Your research report must have the following sections:

1. Executive summary: brief presentation (bullet points) of your topic/question, methodological

approach, and, more importantly, main findings/insights/implications (must fit on 1 page)

2. Introduction: brief context of the study. Focus on the key reason(s) that make this study

relevant from an innovation/entrepreneurship perspective.

3. Literature review: describe the state of the art. Identify key studies/research, particularly

through the lens of the theories, empirical methods and data used.

4. Research questions: what objectives you plan to achieve with this research and the

scope/audience of your work (optionally: identify the knowledge gap you want to fill).

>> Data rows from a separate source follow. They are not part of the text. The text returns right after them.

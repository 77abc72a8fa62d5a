// Licensed under the Apache License, Version 2.0 (the "License");
// you may not use this file except in compliance with the License.
// You may obtain a copy of the License at
//
//     http://www.apache.org/licenses/LICENSE-2.0
//
// Unless required by applicable law or agreed to in writing, software
// distributed under the License is distributed on an "AS IS" BASIS,
// WITHOUT WARRANTIES OR CONDITIONS OF ANY KIND, either express or implied.
// See the License for the specific language governing permissions and
// limitations under the License.

//! Enumerate every maximal clique of an undirected, loop-free graph.
//!
//! Four interchangeable strategies are provided, selected with
//! [`Algorithm`]: pivoting Bron-Kerbosch ([`Algorithm::Tomita`]), plain
//! branching over neighbor lists ([`Algorithm::AdjList`]), degeneracy-seeded
//! pivoting ([`Algorithm::Degeneracy`], the default) and a hybrid of the
//! last two ([`Algorithm::Hybrid`]). All of them return the same set of
//! cliques; only the order differs.
//!
//! ```
//! use quick_cliques::{find_cliques, Algorithm, Graph};
//!
//! let graph = Graph::from_edges(
//!     6,
//!     &[(0, 1), (0, 2), (1, 2), (2, 3), (2, 4), (3, 4), (3, 5), (4, 5)],
//! )
//! .unwrap();
//! let mut cliques = find_cliques(&graph, Algorithm::Degeneracy);
//! for clique in &mut cliques {
//!     clique.sort_unstable();
//! }
//! cliques.sort();
//! assert_eq!(cliques, vec![vec![0, 1, 2], vec![2, 3, 4], vec![3, 4, 5]]);
//! ```
//!
//! Cliques can also be pulled lazily and the search abandoned at any point:
//!
//! ```
//! use quick_cliques::{generators, Algorithm};
//!
//! let graph = generators::gnp_random_graph(200, 0.1, 1).unwrap();
//! let first_ten: Vec<_> = Algorithm::Hybrid.enumerator().stream(&graph).take(10).collect();
//! assert_eq!(first_ten.len(), 10);
//! ```

pub mod arena;
pub mod config;
pub mod degeneracy;
pub mod enumerate;
pub mod error;
pub mod generators;
pub mod graph;
pub mod pivot;
#[cfg(feature = "python")]
mod python;
pub mod sink;

pub use config::{Algorithm, EnumerationConfig};
pub use enumerate::{Cliques, Enumerator};
pub use error::{CliqueError, CliqueResult};
pub use graph::{adjacency_matrix_to_list, Graph, Vertex};
pub use sink::{Clique, CliqueCounter, CliqueSink, FnSink, RunSummary};

/// Collects every maximal clique of `graph` with `algorithm`.
pub fn find_cliques(graph: &Graph, algorithm: Algorithm) -> Vec<Clique> {
    algorithm.enumerator().find_all(graph)
}

/// Collects every maximal clique of `graph` as described by `config`.
pub fn find_cliques_with(graph: &Graph, config: &EnumerationConfig) -> CliqueResult<Vec<Clique>> {
    config.validate()?;
    Ok(config.enumerator().find_all(graph))
}

/// Validates an algorithm tag and an adjacency list, then collects every
/// maximal clique.
///
/// The tag is checked first, so an unknown algorithm is reported even when
/// the graph is also malformed. Nothing is enumerated on error.
pub fn find_cliques_by_name<L: AsRef<[Vertex]>>(
    adjacency: &[L],
    algorithm: &str,
) -> CliqueResult<Vec<Clique>> {
    let algorithm: Algorithm = algorithm.parse()?;
    let graph = Graph::from_adjacency_list(adjacency)?;
    Ok(find_cliques(&graph, algorithm))
}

5. Research methods: make a distinction between two parts

o 5.1: data evaluation. Discuss critically the sources you have used and identify the gaps

in data availability. This is where you present all the technical aspects about data:

quality, exhaustivity, relevance, methods (quantitative methods, data transformation,

…) in order to focus the rest of your work on your research questions, not the

methodological choices and challenges.

o 5.2: link your research objectives to the data/variables that would help make

informed decisions. Show how your data and method will provide useful insights and

implications for data-driven decision-making.

6. Results: show your quantitative analysis and data visualisation. Structure the presentation

based on the rationale shown in 5.2: e.g., different perspectives on the issue (customers,

businesses, policy, …), different levels of analysis (macro/national level, city/region level,

business level, micro/individual customer or manager level), etc.

7. Discussion: synthetise your results to generate clear answers to your research questions,

while contrasting/comparing your findings with the knowledge from the literature.

8. Conclusions and recommendations: synthetise your entire work to show the new

knowledge/insights/implications that you have created for business and/or policy.

9. References [identify academic sources listed in the Journal Quality List by putting a ‘*’ in front

of the item, see p. 6]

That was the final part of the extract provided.